Yes, I did the same with my Pilots. Contis are not directional as I understand it, so you can simply have the tire flipped on the rim and you don't have to swap sides.

In terms of the edge wear, you should consider more negative camber up front. Its very easy to do on the M3 as the strut holes are slotted, so you just jack up the car, remove the pin that locks the strut in place, loosen the 3 bolts and pull the wheel up until the strut slides inward. It takes all of 15 minutes. Will give you about -1.5 camber and will reduce understeer and help reduce outside edge wear during hard cornering.:thumbup:


----------



## Akakubi (Dec 21, 2001)

Yes, you can swap wheels with the Conti's left to right. They are not directional (though they look like they are....). 

If your sides are wearing, bump up the pressure a bit. Also, try to ease up on the enrty or you will keep eating through the shoulders. :angel:


----------



## David Keogh (Feb 25, 2003)

With respect to simply flipping the front wheels, it sounds like the one downside is that the outside front right becomes the outside front left. If I swap the tires (more time and expense) then the front-right outer edge becomes the front-left inside edge.

Thanks for the camber suggestion... I didn't realize that was adjustable.

Akakubi, you mean smoothness entering corners? I'm working on it... ;-)


----------



## in_d_haus (Jan 2, 2002)

David,
Have a tire shop swap them on the rims to make the outsides the insides. We'll talk...


----------



## Akakubi (Dec 21, 2001)

David Keogh said:


> *
> 
> Akakubi, you mean smoothness entering corners? I'm working on it... ;-) *


:lmao:


----------



## in_d_haus (Jan 2, 2002)

Akakubi; You've driven Pacific Raceways havent you? It eats the right hand tires of even the smoothest driver. We have 4 surface changes on the track and none of it's smooth.


----------



## Akakubi (Dec 21, 2001)

StahlGrauM3 said:


> *Yes, I did the same with my Pilots. Contis are not directional as I understand it, so you can simply have the tire flipped on the rim and you don't have to swap sides.
> 
> In terms of the edge wear, you should consider more negative camber up front. Its very easy to do on the M3 as the strut holes are slotted, so you just jack up the car, remove the pin that locks the strut in place, loosen the 3 bolts and pull the wheel up until the strut slides inward. It takes all of 15 minutes. Will give you about -1.5 camber and will reduce understeer and help reduce outside edge wear during hard cornering.:thumbup: *


Will this work on the regular 3 series?


----------



## Akakubi (Dec 21, 2001)

in_d_haus said:


> *Akakubi; You've driven Pacific Raceways havent you? It eats the right hand tires of even the smoothest driver. We have 4 surface changes on the track and none of it's smooth. *


Have not yet been there, but was planning this year.  But I've heard of the tricky surfaces there. I thought they were planning to repave? :dunno:

PIR's carousel will eat your left front pretty badly too.


----------



## in_d_haus (Jan 2, 2002)

Hahah, I've never driven PIR (those names are too close) at speed, I've ridden in cars there though.
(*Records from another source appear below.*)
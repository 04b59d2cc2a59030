//! Error types for the discovery subsystem.

use patfinder_core::Retryable;
use thiserror::Error;

/// Errors that can occur while talking to search providers.
#[derive(Error, Debug)]
pub enum SearchError {
    /// API error with status code
    #[error("API error ({provider}): status {status}, {message}")]
    Api {
        /// Provider name
        provider: String,
        /// HTTP status code
        status: u16,
        /// Error message
        message: String,
    },

    /// Rate limit exceeded
    #[error("rate limit exceeded for {provider}: {message}")]
    RateLimited {
        /// Provider name
        provider: String,
        /// Error message
        message: String,
    },

    /// Invalid API key or authentication failure
    #[error("authentication failed for {provider}: status {status}")]
    AuthenticationFailed {
        /// Provider name
        provider: String,
        /// HTTP status code
        status: u16,
    },

    /// Response parsing error
    #[error("failed to parse response from {provider}: {message}")]
    Parse {
        /// Provider name
        provider: String,
        /// Error message
        message: String,
    },

    /// Network error
    #[error("network error: {0}")]
    Network(#[from] reqwest::Error),

    /// Timeout error
    #[error("request timed out after {seconds}s")]
    Timeout {
        /// Timeout duration in seconds
        seconds: u64,
    },

    /// Internal error
    #[error("internal error: {0}")]
    Internal(String),
}

impl SearchError {
    /// Map an HTTP error status to the matching variant.
    #[must_use]
    pub fn from_status(provider: &str, status: u16, message: String) -> Self {
        match status {
            429 => Self::RateLimited {
                provider: provider.to_string(),
                message,
            },
            401 | 403 => Self::AuthenticationFailed {
                provider: provider.to_string(),
                status,
            },
            _ => Self::Api {
                provider: provider.to_string(),
                status,
                message,
            },
        }
    }
}

impl Retryable for SearchError {
    fn is_retryable(&self) -> bool {
        match self {
            Self::Api { .. } | Self::RateLimited { .. } | Self::Network(_) | Self::Timeout { .. } => {
                true
            }
            Self::AuthenticationFailed { .. } | Self::Parse { .. } | Self::Internal(_) => false,
        }
    }

    fn is_rate_limited(&self) -> bool {
        matches!(self, Self::RateLimited { .. })
    }
}

/// Result type alias for discovery operations.
pub type Result<T> = std::result::Result<T, SearchError>;
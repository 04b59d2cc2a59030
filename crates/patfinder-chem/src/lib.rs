//! Patfinder Chem - Compound identity resolution.
//!
//! Resolves a molecule name into a [`MolecularProfile`]: development
//! codes, CAS registry numbers, IUPAC names, and short synonyms, all
//! classified from the raw synonym list of a PubChem-compatible service.
//! The profile feeds the discovery query plan downstream.
//!
//! # Example
//!
//! ```rust
//! use patfinder_chem::MolecularProfile;
//! use patfinder_core::ChemConfig;
//!
//! let synonyms = vec!["ODM-201".to_string(), "1297538-32-9".to_string()];
//! let profile =
//!     MolecularProfile::from_synonyms("darolutamide", &synonyms, &ChemConfig::default());
//! assert_eq!(profile.dev_codes, vec!["ODM-201"]);
//! assert_eq!(profile.cas_number.as_deref(), Some("1297538-32-9"));
//! ```

#![warn(missing_docs)]
#![warn(clippy::all)]
#![warn(clippy::pedantic)]
#![allow(clippy::module_name_repetitions)]
#![allow(clippy::missing_errors_doc)]
#![allow(clippy::missing_panics_doc)]

pub mod error;
pub mod profile;
pub mod resolver;

// Re-export commonly used types
pub use error::{ChemError, Result};
pub use profile::MolecularProfile;
pub use resolver::{ChemLookupResolver, ProfileResolver};
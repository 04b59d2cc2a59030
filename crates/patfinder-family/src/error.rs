//! Error types for family navigation and the patent-office backup.

use patfinder_search::SearchError;
use thiserror::Error;

/// Errors produced while navigating patent families.
#[derive(Error, Debug)]
pub enum FamilyError {
    /// Search provider failure during a navigation hop
    #[error("search error: {0}")]
    Search(#[from] SearchError),

    /// HTTP transport failure talking to the patent office
    #[error("office network error: {0}")]
    Network(#[from] reqwest::Error),

    /// Patent office rejected a request
    #[error("office returned status {status}: {message}")]
    OfficeApi {
        /// HTTP status code
        status: u16,
        /// Response body or error description
        message: String,
    },

    /// Token endpoint did not yield a usable access token
    #[error("office authentication failed: {0}")]
    OfficeAuth(String),

    /// Internal error
    #[error("internal error: {0}")]
    Internal(String),
}

/// Result type alias for family operations.
pub type Result<T> = std::result::Result<T, FamilyError>;

#[cfg(test)]
mod tests {
    use super::*;

    #[test]
    fn test_error_display() {
        let err = FamilyError::OfficeApi {
            status: 404,
            message: "no published data".to_string(),
        };
        assert_eq!(err.to_string(), "office returned status 404: no published data");

        let err = FamilyError::OfficeAuth("empty token response".to_string());
        assert!(err.to_string().contains("authentication failed"));
    }

    #[test]
    fn test_search_error_converts() {
        let search = SearchError::Timeout { seconds: 60 };
        let err = FamilyError::from(search);
        assert!(matches!(err, FamilyError::Search(_)));
    }
}
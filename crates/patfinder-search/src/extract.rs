//! Identifier extraction from arbitrary response payloads.
//!
//! Upstream responses change shape without notice, so extraction never
//! deserializes into fixed structs. International publication numbers are
//! scanned out of opaque text; national filing identifiers combine
//! structural field checks with text patterns via [`FilingMatcher`].

use crate::error::{Result, SearchError};
use once_cell::sync::Lazy;
use patfinder_core::WoNumber;
use regex::Regex;
use serde_json::Value;
use std::collections::HashSet;

/// Compact form with optional separators: `WO 2020 123456`, `WO-2020/123456`.
/// The trailing boundary rejects kind-coded forms like `WO2020123456A1`,
/// which only appear in structured fields handled separately.
static WO_COMPACT: Lazy<Regex> = Lazy::new(|| {
    Regex::new(r"(?i)\bWO[\s-]?(\d{4})[\s/-]?(\d{6})\b")
        .expect("WO compact regex is hardcoded and valid")
});

/// PCT application form: `PCT/IB2020/123456`.
static WO_PCT: Lazy<Regex> = Lazy::new(|| {
    Regex::new(r"(?i)\bPCT/[A-Z]{2}(\d{4})/(\d{6})\b")
        .expect("PCT regex is hardcoded and valid")
});

/// Patent viewer URLs: `patents.google.com/patent/WO2020123456A1`.
static WO_URL: Lazy<Regex> = Lazy::new(|| {
    Regex::new(r"(?i)patents\.google\.com/patent/WO(\d{4})(\d{6})")
        .expect("viewer URL regex is hardcoded and valid")
});

/// Anchored prefix form for structured publication-number fields, where a
/// kind code may trail the serial: `WO2011051540A1`.
static WO_PUBLICATION: Lazy<Regex> = Lazy::new(|| {
    Regex::new(r"(?i)^WO[\s-]?(\d{4})[\s/-]?(\d{6})")
        .expect("publication number regex is hardcoded and valid")
});

/// Scan free text for international publication numbers.
///
/// All notations normalize to the canonical `WO` + 10 digits form, so the
/// same number written three ways yields one entry. Results preserve
/// document order and are deduplicated first-seen.
#[must_use]
pub fn extract_wo_numbers(text: &str) -> Vec<WoNumber> {
    let mut found: Vec<(usize, WoNumber)> = Vec::new();

    for pattern in [&*WO_COMPACT, &*WO_PCT, &*WO_URL] {
        for caps in pattern.captures_iter(text) {
            if let (Some(whole), Some(year), Some(serial)) =
                (caps.get(0), caps.get(1), caps.get(2))
            {
                if let Ok(wo) = WoNumber::new(format!("WO{}{}", year.as_str(), serial.as_str())) {
                    found.push((whole.start(), wo));
                }
            }
        }
    }

    found.sort_by_key(|(position, _)| *position);

    let mut seen = HashSet::new();
    found
        .into_iter()
        .filter_map(|(_, wo)| seen.insert(wo.clone()).then_some(wo))
        .collect()
}

/// Scan a full JSON payload for publication numbers by treating it as
/// opaque text, keys included.
#[must_use]
pub fn extract_wo_from_value(value: &Value) -> Vec<WoNumber> {
    extract_wo_numbers(&value.to_string())
}

/// Parse a structured publication-number field, tolerating a trailing
/// kind code.
#[must_use]
pub fn wo_from_publication_number(raw: &str) -> Option<WoNumber> {
    let caps = WO_PUBLICATION.captures(raw.trim())?;
    let (year, serial) = (caps.get(1)?, caps.get(2)?);
    WoNumber::new(format!("WO{}{}", year.as_str(), serial.as_str())).ok()
}

/// Structured-field names whose string values are filing candidates when
/// they start with the target prefix.
fn is_filing_key(key: &str) -> bool {
    matches!(
        key.to_lowercase().as_str(),
        "country" | "pn" | "publication_number" | "document_id"
    )
}

/// Extracts national filing identifiers for one jurisdiction from
/// arbitrary JSON.
///
/// Two signals contribute candidates: values under known structured
/// field names that start with the prefix (kind codes kept), and
/// prefixed digit runs embedded anywhere in text. Candidates are
/// normalized (uppercased, non-alphanumerics stripped) and kept only
/// when they still start with the prefix and meet the minimum length.
pub struct FilingMatcher {
    prefix: String,
    min_length: usize,
    embedded: Regex,
}

impl FilingMatcher {
    /// Build a matcher for `prefix` (e.g. `BR`) with a minimum normalized
    /// identifier length.
    pub fn new(prefix: &str, min_length: usize) -> Result<Self> {
        let prefix = prefix.trim().to_uppercase();
        let escaped = regex::escape(&prefix);

        let embedded = Regex::new(&format!(r"(?i){escaped}[\s-]?(\d{{10,12}})"))
            .map_err(|e| SearchError::Internal(format!("invalid jurisdiction pattern: {e}")))?;

        Ok(Self {
            prefix,
            min_length,
            embedded,
        })
    }

    /// The jurisdiction prefix this matcher targets.
    #[must_use]
    pub fn prefix(&self) -> &str {
        &self.prefix
    }

    /// Normalize a candidate: uppercase, strip everything that is not
    /// alphanumeric, then check prefix and minimum length.
    #[must_use]
    pub fn normalize(&self, raw: &str) -> Option<String> {
        let cleaned: String = raw
            .to_uppercase()
            .chars()
            .filter(char::is_ascii_alphanumeric)
            .collect();

        (cleaned.starts_with(&self.prefix) && cleaned.len() >= self.min_length)
            .then_some(cleaned)
    }

    /// Collect normalized filing identifiers from a JSON payload,
    /// first-seen order, deduplicated.
    #[must_use]
    pub fn extract_from_value(&self, value: &Value) -> Vec<String> {
        let mut candidates: Vec<String> = Vec::new();

        visit_string_values(value, None, &mut |key, text| {
            if let Some(key) = key {
                if is_filing_key(key) && text.to_uppercase().starts_with(&self.prefix) {
                    candidates.push(text.to_string());
                }
            }

            for caps in self.embedded.captures_iter(text) {
                if let Some(digits) = caps.get(1) {
                    candidates.push(format!("{}{}", self.prefix, digits.as_str()));
                }
            }
        });

        let mut seen = HashSet::new();
        let mut filings = Vec::new();
        for candidate in candidates {
            if let Some(normalized) = self.normalize(&candidate) {
                if seen.insert(normalized.clone()) {
                    filings.push(normalized);
                }
            }
        }
        filings
    }
}

/// Visit every string value in a JSON tree with the key it sits under.
/// Array elements lose the parent key, matching how structured field
/// checks only apply to direct object members.
fn visit_string_values<'a, F>(value: &'a Value, key: Option<&'a str>, f: &mut F)
where
    F: FnMut(Option<&'a str>, &'a str),
{
    match value {
        Value::String(s) => f(key, s),
        Value::Array(items) => {
            for item in items {
                visit_string_values(item, None, f);
            }
        }
        Value::Object(map) => {
            for (child_key, child) in map {
                visit_string_values(child, Some(child_key.as_str()), f);
            }
        }
        _ => {}
    }
}

#[cfg(test)]
mod tests {
    use super::*;
    use serde_json::json;

    fn numbers(text: &str) -> Vec<String> {
        extract_wo_numbers(text)
            .into_iter()
            .map(|wo| wo.as_str().to_string())
            .collect()
    }

    #[test]
    fn test_compact_forms() {
        assert_eq!(numbers("see WO2020123456 for details"), vec!["WO2020123456"]);
        assert_eq!(numbers("WO 2020 123456"), vec!["WO2020123456"]);
        assert_eq!(numbers("WO-2020/123456"), vec!["WO2020123456"]);
        assert_eq!(numbers("wo2020123456"), vec!["WO2020123456"]);
    }

    #[test]
    fn test_pct_form() {
        assert_eq!(numbers("PCT/IB2020/123456 pending"), vec!["WO2020123456"]);
    }

    #[test]
    fn test_viewer_url_form() {
        assert_eq!(
            numbers("https://patents.google.com/patent/WO2011051540A1/en"),
            vec!["WO2011051540"]
        );
    }

    #[test]
    fn test_embedded_and_viewer_link_forms_together() {
        let text = "claims priority to WO2011130690, full text at \
                    https://patents.google.com/patent/WO2018193946A1/en";
        assert_eq!(numbers(text), vec!["WO2011130690", "WO2018193946"]);
    }

    #[test]
    fn test_kind_code_needs_structured_field() {
        // Free-text scanning rejects kind-coded forms; the anchored
        // publication-number parser accepts them.
        assert!(numbers("WO2011051540A1").is_empty());
        let wo = wo_from_publication_number("WO2011051540A1").unwrap();
        assert_eq!(wo.as_str(), "WO2011051540");
        assert!(wo_from_publication_number("US2011051540A1").is_none());
    }

    #[test]
    fn test_same_number_in_three_notations_yields_one() {
        let text = "WO2020123456, PCT/IB2020/123456, patents.google.com/patent/WO2020123456A1";
        assert_eq!(numbers(text), vec!["WO2020123456"]);
    }

    #[test]
    fn test_document_order_preserved() {
        let text = "PCT/IB2021/000111 cites WO2019555444 and WO 2023 000999";
        assert_eq!(
            numbers(text),
            vec!["WO2021000111", "WO2019555444", "WO2023000999"]
        );
    }

    #[test]
    fn test_extraction_is_idempotent_on_own_output() {
        let first = numbers("WO-2020/123456 and PCT/EP2018/000777");
        let rejoined = first.join(" ");
        assert_eq!(numbers(&rejoined), first);
    }

    #[test]
    fn test_extract_from_json_payload() {
        let payload = json!({
            "organic_results": [
                {"title": "Androgen receptor modulators WO2011051540", "position": 1},
                {"snippet": "filed as PCT/FI2011/050847", "link": "https://example.com"}
            ],
            "search_metadata": {"status": "Success"}
        });
        let found = extract_wo_from_value(&payload);
        let found: Vec<&str> = found.iter().map(WoNumber::as_str).collect();
        assert_eq!(found, vec!["WO2011051540", "WO2011050847"]);
    }

    fn matcher() -> FilingMatcher {
        FilingMatcher::new("BR", 12).expect("build matcher")
    }

    #[test]
    fn test_filing_structured_key_keeps_kind_code() {
        // Spaced digit groups defeat the embedded pattern, so only the
        // structured-field signal fires here.
        let payload = json!({"publication_number": "BR 11 2015 012345 A2"});
        assert_eq!(matcher().extract_from_value(&payload), vec!["BR112015012345A2"]);
    }

    #[test]
    fn test_filing_structured_keys_recognized() {
        let payload = json!({
            "patents": [
                {"document_id": "BR 11 2012 023652 A2"},
                {"pn": "br 11 2019 000001 b1"},
                {"country": "BR"}
            ]
        });
        assert_eq!(
            matcher().extract_from_value(&payload),
            vec!["BR112012023652A2", "BR112019000001B1"]
        );
    }

    #[test]
    fn test_filing_embedded_in_text() {
        let payload = json!({
            "snippet": "family includes BR-112015012345 and later BR 112019000001 grants"
        });
        assert_eq!(
            matcher().extract_from_value(&payload),
            vec!["BR112015012345", "BR112019000001"]
        );
    }

    #[test]
    fn test_filing_unstructured_key_uses_embedded_signal_only() {
        let payload = json!({"result": "BR112015012345A2"});
        assert_eq!(matcher().extract_from_value(&payload), vec!["BR112015012345"]);
    }

    #[test]
    fn test_filing_minimum_length_enforced() {
        let payload = json!({"pn": "BR1234", "other": "BR12345678"});
        assert!(matcher().extract_from_value(&payload).is_empty());
    }

    #[test]
    fn test_filing_nested_country_object_not_a_candidate() {
        // Office responses wrap codes as {"$": "BR"}; the bare code must
        // not survive normalization.
        let payload = json!({
            "document-id": {"country": {"$": "BR"}, "doc-number": {"$": "112015012345"}}
        });
        assert!(matcher().extract_from_value(&payload).is_empty());
    }

    #[test]
    fn test_filing_dedup_first_seen() {
        let payload = json!({
            "a": "mentions BR112015012345 once",
            "b": "and br-112015012345 again",
            "c": ["BR 112015012345 in a list"]
        });
        assert_eq!(matcher().extract_from_value(&payload), vec!["BR112015012345"]);
    }
}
PR is planning a huge re-do and wats to try luring in Indy cars etc...

Let me know when you come up here to run PR, I've been talking with Jawknee about going to PIR :thumbup: 

Oh, we'll drag David along too...


----------



## Akakubi (Dec 21, 2001)

in_d_haus said:


> *Hahah, I've never driven PIR (those names are too close) at speed, I've ridden in cars there though.
> 
> PR is planning a huge re-do and wats to try luring in Indy cars etc...
> 
> ...


Come down here guys! We'll have two track days this month - 23rd and 30th. On the 23rd (Lotus day) we should have 5 Bimmers running with our gang. The more the merrier!  Lotus days offer most track time of all clubs. Their sessions run for at least 30 min each! And you get 5-8 of them per group depending on the Drag racing schedule in the afternoon.

Also, at the end of June is a Tri-Club day, but it is always very crowded.


----------



## David Keogh (Feb 25, 2003)

Nobody needs to drag me down to PIR. I'm bummed that I can't attend the ProFormance June 26th day, but was/am seriously considering going down for the tri-club May 30th day. Is is really horribly crowded, for the intermediate run group(s) ?

I could do May 23rd, possibly. Would have to cancel the ProFormance 1/2 day I'm doing on the 21st. Have to draw the line somewhere ;-)

Did I mention I'm doing PR on June 1st, 7th and 8th? Hence the tire swapping questions...:yikes:


----------



## The HACK (Dec 19, 2001)

Akakubi said:


> *Will this work on the regular 3 series? *


Yes.


----------



## Akakubi (Dec 21, 2001)

Actually, May 30th is just a plain BMW day. June 26th is a Tri-Club. 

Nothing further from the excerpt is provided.